● **Description of the task**: Each entry, in full: reproduce it exactly.

════════════════

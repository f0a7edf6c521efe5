//! Configuration types, loaded from the environment at startup.

use std::str::FromStr;
use std::time::Duration;

use secrecy::SecretString;

use crate::error::ConfigError;

/// Default Gemini model used for classification.
pub const DEFAULT_MODEL: &str = "gemini-2.5-flash";

/// Default upstream request timeout in seconds.
const DEFAULT_TIMEOUT_SECS: u64 = 30;

/// Default cap on uploaded file size (10 MiB).
const DEFAULT_MAX_UPLOAD_BYTES: usize = 10 * 1024 * 1024;

/// Full service configuration.
#[derive(Debug, Clone)]
pub struct Config {
    pub gemini: GeminiConfig,
    pub server: ServerConfig,
}

/// Configuration for the Gemini classifier client.
#[derive(Debug, Clone)]
pub struct GeminiConfig {
    /// API key, exposed only when building the request URL.
    pub api_key: SecretString,
    /// Model identifier, e.g. `gemini-2.5-flash`.
    pub model: String,
    /// Hard bound on a single upstream call.
    pub timeout: Duration,
}

/// HTTP server configuration.
#[derive(Debug, Clone)]
pub struct ServerConfig {
    pub host: String,
    pub port: u16,
    /// CORS origins; `*` allows any origin.
    pub allowed_origins: Vec<String>,
    /// Body size cap for the classify route.
    pub max_upload_bytes: usize,
}

impl Config {
    /// Read configuration from environment variables.
    ///
    /// `GEMINI_API_KEY` is required; everything else has a default. A
    /// variable that is set but unparseable is an error rather than a
    /// silent fallback.
    pub fn from_env() -> Result<Self, ConfigError> {
        let api_key = std::env::var("GEMINI_API_KEY")
            .map(SecretString::from)
            .map_err(|_| ConfigError::MissingEnvVar("GEMINI_API_KEY".to_string()))?;

        let model = std::env::var("GEMINI_MODEL").unwrap_or_else(|_| DEFAULT_MODEL.to_string());

        let timeout_secs: u64 = parse_var("GEMINI_TIMEOUT_SECS", DEFAULT_TIMEOUT_SECS)?;

        let host = std::env::var("TRIAGE_HOST").unwrap_or_else(|_| "0.0.0.0".to_string());
        let port: u16 = parse_var("TRIAGE_PORT", 8000)?;

        let allowed_origins =
            split_csv(&std::env::var("TRIAGE_ALLOWED_ORIGINS").unwrap_or_else(|_| "*".to_string()));

        let max_upload_bytes: usize =
            parse_var("TRIAGE_MAX_UPLOAD_BYTES", DEFAULT_MAX_UPLOAD_BYTES)?;

        Ok(Self {
            gemini: GeminiConfig {
                api_key,
                model,
                timeout: Duration::from_secs(timeout_secs),
            },
            server: ServerConfig {
                host,
                port,
                allowed_origins,
                max_upload_bytes,
            },
        })
    }
}

/// Parse an optional environment variable, erroring on present-but-invalid.
fn parse_var<T: FromStr>(key: &str, default: T) -> Result<T, ConfigError> {
    match std::env::var(key) {
        Ok(raw) => raw.trim().parse().map_err(|_| ConfigError::InvalidValue {
            key: key.to_string(),
            message: format!("cannot parse {raw:?}"),
        }),
        Err(_) => Ok(default),
    }
}

/// Split a comma-separated list, trimming entries and dropping empties.
fn split_csv(raw: &str) -> Vec<String> {
    raw.split(',')
        .map(|s| s.trim().to_string())
        .filter(|s| !s.is_empty())
        .collect()
}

════════════════

● **Written solution**:
repository f0a7edf6c521efe5
//! Configuration types, loaded from the environment at startup.

use std::str::FromStr;
use std::time::Duration;

use secrecy::SecretString;

use crate::error::ConfigError;

/// Default Gemini model used for classification.
pub const DEFAULT_MODEL: &str = "gemini-2.5-flash";

/// Default upstream request timeout in seconds.
const DEFAULT_TIMEOUT_SECS: u64 = 30;

/// Default cap on uploaded file size (10 MiB).
const DEFAULT_MAX_UPLOAD_BYTES: usize = 10 * 1024 * 1024;

/// Full service configuration.
#[derive(Debug, Clone)]
pub struct Config {
    pub gemini: GeminiConfig,
    pub server: ServerConfig,
}

/// Configuration for the Gemini classifier client.
#[derive(Debug, Clone)]
pub struct GeminiConfig {
    /// API key, exposed only when building the request URL.
    pub api_key: SecretString,
    /// Model identifier, e.g. `gemini-2.5-flash`.
    pub model: String,
    /// Hard bound on a single upstream call.
    pub timeout: Duration,
}

/// HTTP server configuration.
#[derive(Debug, Clone)]
pub struct ServerConfig {
    pub host: String,
    pub port: u16,
    /// CORS origins; `*` allows any origin.
    pub allowed_origins: Vec<String>,
    /// Body size cap for the classify route.
    pub max_upload_bytes: usize,
}

impl Config {
    /// Read configuration from environment variables.
    ///
    /// `GEMINI_API_KEY` is required; everything else has a default. A
    /// variable that is set but unparseable is an error rather than a
    /// silent fallback.
    pub fn from_env() -> Result<Self, ConfigError> {
        let api_key = std::env::var("GEMINI_API_KEY")
            .map(SecretString::from)
            .map_err(|_| ConfigError::MissingEnvVar("GEMINI_API_KEY".to_string()))?;

        let model = std::env::var("GEMINI_MODEL").unwrap_or_else(|_| DEFAULT_MODEL.to_string());

        let timeout_secs: u64 = parse_var("GEMINI_TIMEOUT_SECS", DEFAULT_TIMEOUT_SECS)?;

        let host = std::env::var("TRIAGE_HOST").unwrap_or_else(|_| "0.0.0.0".to_string());
        let port: u16 = parse_var("TRIAGE_PORT", 8000)?;

        let allowed_origins =
            split_csv(&std::env::var("TRIAGE_ALLOWED_ORIGINS").unwrap_or_else(|_| "*".to_string()));

        let max_upload_bytes: usize =
            parse_var("TRIAGE_MAX_UPLOAD_BYTES", DEFAULT_MAX_UPLOAD_BYTES)?;

        Ok(Self {
            gemini: GeminiConfig {
                api_key,
                model,
                timeout: Duration::from_secs(timeout_secs),
            },
            server: ServerConfig {
                host,
                port,
                allowed_origins,
                max_upload_bytes,
            },
        })
    }
}

/// Parse an optional environment variable, erroring on present-but-invalid.
fn parse_var<T: FromStr>(key: &str, default: T) -> Result<T, ConfigError> {
    match std::env::var(key) {
        Ok(raw) => raw.trim().parse().map_err(|_| ConfigError::InvalidValue {
            key: key.to_string(),
            message: format!("cannot parse {raw:?}"),
        }),
        Err(_) => Ok(default),
    }
}

/// Split a comma-separated list, trimming entries and dropping empties.
fn split_csv(raw: &str) -> Vec<String> {
    raw.split(',')
        .map(|s| s.trim().to_string())
        .filter(|s| !s.is_empty())
        .collect()
}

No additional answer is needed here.